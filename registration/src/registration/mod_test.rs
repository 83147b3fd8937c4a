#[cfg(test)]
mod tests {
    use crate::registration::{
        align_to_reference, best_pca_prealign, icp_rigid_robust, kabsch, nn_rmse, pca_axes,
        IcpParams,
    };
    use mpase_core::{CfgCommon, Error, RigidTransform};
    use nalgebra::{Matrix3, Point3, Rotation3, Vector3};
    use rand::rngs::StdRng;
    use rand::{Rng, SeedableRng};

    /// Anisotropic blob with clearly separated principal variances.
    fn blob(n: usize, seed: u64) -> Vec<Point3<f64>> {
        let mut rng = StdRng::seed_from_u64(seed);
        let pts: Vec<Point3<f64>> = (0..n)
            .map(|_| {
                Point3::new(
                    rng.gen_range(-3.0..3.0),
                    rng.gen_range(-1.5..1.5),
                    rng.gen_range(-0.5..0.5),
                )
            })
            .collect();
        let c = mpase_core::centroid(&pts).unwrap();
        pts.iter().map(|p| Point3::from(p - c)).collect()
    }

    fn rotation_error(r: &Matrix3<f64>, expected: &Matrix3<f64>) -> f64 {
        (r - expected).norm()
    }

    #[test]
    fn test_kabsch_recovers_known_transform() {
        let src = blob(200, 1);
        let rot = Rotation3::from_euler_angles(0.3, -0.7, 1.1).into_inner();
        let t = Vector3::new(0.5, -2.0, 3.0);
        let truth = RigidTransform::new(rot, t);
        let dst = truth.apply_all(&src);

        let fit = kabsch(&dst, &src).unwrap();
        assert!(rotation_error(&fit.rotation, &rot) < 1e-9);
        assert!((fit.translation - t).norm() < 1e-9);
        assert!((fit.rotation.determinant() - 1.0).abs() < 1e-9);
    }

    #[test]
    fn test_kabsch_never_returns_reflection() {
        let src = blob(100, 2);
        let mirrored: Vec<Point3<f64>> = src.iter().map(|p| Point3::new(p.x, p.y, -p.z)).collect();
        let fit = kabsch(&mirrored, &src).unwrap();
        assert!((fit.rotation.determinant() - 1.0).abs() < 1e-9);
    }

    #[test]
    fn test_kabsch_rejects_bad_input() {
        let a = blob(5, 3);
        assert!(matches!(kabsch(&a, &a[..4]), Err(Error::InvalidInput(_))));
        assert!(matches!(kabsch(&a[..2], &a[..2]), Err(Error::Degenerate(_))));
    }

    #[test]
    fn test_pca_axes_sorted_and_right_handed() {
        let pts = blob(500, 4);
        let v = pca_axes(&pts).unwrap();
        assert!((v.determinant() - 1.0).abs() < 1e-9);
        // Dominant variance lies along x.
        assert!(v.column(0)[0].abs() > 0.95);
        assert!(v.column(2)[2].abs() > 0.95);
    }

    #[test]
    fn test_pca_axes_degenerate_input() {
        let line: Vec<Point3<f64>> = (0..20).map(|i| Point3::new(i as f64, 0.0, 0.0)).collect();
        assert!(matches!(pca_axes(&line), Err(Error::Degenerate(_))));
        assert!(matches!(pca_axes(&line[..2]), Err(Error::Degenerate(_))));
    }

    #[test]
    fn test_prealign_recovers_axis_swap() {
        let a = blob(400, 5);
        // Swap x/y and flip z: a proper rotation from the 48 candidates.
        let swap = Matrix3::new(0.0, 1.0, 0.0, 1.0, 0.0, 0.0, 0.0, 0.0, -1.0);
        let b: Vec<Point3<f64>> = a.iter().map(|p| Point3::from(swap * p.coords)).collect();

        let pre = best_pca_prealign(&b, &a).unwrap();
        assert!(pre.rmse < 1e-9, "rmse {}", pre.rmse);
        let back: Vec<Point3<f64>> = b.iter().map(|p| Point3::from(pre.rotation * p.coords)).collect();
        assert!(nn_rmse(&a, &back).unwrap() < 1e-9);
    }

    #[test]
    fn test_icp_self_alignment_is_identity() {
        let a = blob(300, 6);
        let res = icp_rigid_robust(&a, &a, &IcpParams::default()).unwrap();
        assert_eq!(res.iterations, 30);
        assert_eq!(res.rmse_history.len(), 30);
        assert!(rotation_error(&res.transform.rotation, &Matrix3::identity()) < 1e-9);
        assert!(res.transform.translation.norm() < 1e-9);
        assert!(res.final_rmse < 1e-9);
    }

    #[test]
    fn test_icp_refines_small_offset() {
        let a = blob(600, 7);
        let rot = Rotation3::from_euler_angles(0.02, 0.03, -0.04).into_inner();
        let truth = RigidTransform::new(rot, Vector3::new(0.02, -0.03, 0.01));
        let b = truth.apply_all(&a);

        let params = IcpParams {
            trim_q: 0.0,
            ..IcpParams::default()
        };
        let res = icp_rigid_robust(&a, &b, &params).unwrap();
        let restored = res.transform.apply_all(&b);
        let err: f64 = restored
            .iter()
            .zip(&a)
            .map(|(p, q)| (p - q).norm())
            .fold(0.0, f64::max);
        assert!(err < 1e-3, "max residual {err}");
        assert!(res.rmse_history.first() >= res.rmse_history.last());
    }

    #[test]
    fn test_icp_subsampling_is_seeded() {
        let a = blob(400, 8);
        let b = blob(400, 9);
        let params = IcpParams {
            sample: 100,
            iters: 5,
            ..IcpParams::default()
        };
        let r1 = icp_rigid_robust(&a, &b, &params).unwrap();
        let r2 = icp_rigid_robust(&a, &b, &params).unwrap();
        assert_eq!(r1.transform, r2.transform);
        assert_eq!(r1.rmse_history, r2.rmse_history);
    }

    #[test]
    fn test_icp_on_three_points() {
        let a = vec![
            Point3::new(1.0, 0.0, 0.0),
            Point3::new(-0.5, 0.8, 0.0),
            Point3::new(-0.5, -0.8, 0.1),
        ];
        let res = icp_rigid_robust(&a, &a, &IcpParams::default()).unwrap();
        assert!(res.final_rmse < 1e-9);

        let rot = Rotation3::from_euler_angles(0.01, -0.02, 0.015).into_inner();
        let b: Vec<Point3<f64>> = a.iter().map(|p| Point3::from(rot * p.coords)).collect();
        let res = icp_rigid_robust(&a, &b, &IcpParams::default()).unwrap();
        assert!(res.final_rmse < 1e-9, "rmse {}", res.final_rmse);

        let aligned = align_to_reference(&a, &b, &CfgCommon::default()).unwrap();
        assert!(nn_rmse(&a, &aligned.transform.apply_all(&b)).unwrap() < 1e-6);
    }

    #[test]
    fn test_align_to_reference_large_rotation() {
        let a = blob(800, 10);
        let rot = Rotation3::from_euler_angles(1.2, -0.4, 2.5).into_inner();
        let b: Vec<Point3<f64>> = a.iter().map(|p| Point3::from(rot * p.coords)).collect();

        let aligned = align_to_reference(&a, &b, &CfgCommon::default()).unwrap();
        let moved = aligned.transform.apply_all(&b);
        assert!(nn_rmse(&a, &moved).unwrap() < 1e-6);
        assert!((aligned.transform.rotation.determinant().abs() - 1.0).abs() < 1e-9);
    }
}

+-------+

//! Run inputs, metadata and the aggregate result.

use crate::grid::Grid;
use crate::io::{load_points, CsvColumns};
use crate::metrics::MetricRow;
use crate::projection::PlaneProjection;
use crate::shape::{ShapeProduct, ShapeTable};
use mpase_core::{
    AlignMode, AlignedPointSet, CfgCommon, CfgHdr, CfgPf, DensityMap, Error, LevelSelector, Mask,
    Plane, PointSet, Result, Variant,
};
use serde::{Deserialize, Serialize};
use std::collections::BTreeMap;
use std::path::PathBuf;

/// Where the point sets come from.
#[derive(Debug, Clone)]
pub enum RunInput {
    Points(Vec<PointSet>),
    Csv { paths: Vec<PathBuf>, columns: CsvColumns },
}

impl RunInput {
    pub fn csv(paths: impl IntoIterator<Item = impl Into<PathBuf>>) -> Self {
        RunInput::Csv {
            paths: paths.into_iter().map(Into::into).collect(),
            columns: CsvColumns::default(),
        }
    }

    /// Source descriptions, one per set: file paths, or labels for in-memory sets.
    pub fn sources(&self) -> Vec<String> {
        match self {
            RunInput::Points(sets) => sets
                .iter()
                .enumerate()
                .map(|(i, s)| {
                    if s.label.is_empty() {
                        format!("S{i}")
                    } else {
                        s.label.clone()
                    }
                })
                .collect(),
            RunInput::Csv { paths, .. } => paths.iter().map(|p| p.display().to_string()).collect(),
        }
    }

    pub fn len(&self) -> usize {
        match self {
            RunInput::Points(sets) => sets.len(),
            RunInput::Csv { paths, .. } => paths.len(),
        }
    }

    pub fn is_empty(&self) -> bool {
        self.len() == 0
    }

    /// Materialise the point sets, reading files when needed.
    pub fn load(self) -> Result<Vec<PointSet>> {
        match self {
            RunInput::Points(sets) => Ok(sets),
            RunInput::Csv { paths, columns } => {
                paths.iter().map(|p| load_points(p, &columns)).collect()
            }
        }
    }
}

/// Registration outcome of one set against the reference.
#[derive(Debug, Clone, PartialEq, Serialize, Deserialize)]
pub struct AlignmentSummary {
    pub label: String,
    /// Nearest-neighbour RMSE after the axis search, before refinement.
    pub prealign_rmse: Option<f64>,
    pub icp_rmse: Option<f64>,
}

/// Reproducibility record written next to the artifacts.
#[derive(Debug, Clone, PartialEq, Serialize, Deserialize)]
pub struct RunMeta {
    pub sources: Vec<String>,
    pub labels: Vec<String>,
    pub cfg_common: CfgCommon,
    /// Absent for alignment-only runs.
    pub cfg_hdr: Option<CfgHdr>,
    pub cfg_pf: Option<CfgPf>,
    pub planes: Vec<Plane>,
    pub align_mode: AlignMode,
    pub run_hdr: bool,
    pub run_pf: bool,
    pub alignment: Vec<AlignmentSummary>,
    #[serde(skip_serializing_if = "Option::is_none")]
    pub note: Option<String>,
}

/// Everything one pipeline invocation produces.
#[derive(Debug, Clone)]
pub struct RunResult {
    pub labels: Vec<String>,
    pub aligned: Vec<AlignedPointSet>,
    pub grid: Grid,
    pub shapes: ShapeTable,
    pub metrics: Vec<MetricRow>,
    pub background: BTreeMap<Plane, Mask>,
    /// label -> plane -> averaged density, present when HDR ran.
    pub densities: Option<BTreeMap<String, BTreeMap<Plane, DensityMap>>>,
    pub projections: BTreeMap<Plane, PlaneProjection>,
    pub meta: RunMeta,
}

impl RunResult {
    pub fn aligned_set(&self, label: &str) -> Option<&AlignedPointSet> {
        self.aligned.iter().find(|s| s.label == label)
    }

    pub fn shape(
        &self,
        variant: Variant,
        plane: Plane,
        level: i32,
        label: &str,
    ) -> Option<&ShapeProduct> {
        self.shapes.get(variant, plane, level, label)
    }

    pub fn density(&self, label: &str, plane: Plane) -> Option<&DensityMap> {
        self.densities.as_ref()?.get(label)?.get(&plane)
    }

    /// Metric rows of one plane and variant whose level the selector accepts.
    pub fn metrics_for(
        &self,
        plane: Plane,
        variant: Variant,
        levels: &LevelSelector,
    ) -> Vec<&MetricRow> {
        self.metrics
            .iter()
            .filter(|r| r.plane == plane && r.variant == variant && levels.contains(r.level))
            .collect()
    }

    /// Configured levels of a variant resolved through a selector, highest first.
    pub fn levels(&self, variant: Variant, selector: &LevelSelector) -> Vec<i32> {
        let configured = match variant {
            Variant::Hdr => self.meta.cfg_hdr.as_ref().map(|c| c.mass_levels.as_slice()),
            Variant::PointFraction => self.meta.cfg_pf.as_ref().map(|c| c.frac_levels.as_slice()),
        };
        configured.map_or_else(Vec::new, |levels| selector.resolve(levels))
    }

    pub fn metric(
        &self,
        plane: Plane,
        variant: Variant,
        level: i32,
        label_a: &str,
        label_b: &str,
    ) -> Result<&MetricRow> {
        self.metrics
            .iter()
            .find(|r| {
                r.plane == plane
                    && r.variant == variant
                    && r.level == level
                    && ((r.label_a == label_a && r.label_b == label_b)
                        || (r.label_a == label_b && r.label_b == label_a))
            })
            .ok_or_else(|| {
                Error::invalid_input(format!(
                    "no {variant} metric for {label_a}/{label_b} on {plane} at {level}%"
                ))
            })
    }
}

+-------+

> [PROBLEM] Out of the data above, give again only the lines starting at the one holding "filename registration/src/registration/mod_test.rs" and ending at the one holding "fn blob(n: usize, seed: u64)", unchanged.

> [THE ANSWER]
filename registration/src/registration/mod_test.rs
repository 83147b3fd8937c4a
#[cfg(test)]
mod tests {
    use crate::registration::{
        align_to_reference, best_pca_prealign, icp_rigid_robust, kabsch, nn_rmse, pca_axes,
        IcpParams,
    };
    use mpase_core::{CfgCommon, Error, RigidTransform};
    use nalgebra::{Matrix3, Point3, Rotation3, Vector3};
    use rand::rngs::StdRng;
    use rand::{Rng, SeedableRng};

    /// Anisotropic blob with clearly separated principal variances.
    fn blob(n: usize, seed: u64) -> Vec<Point3<f64>> {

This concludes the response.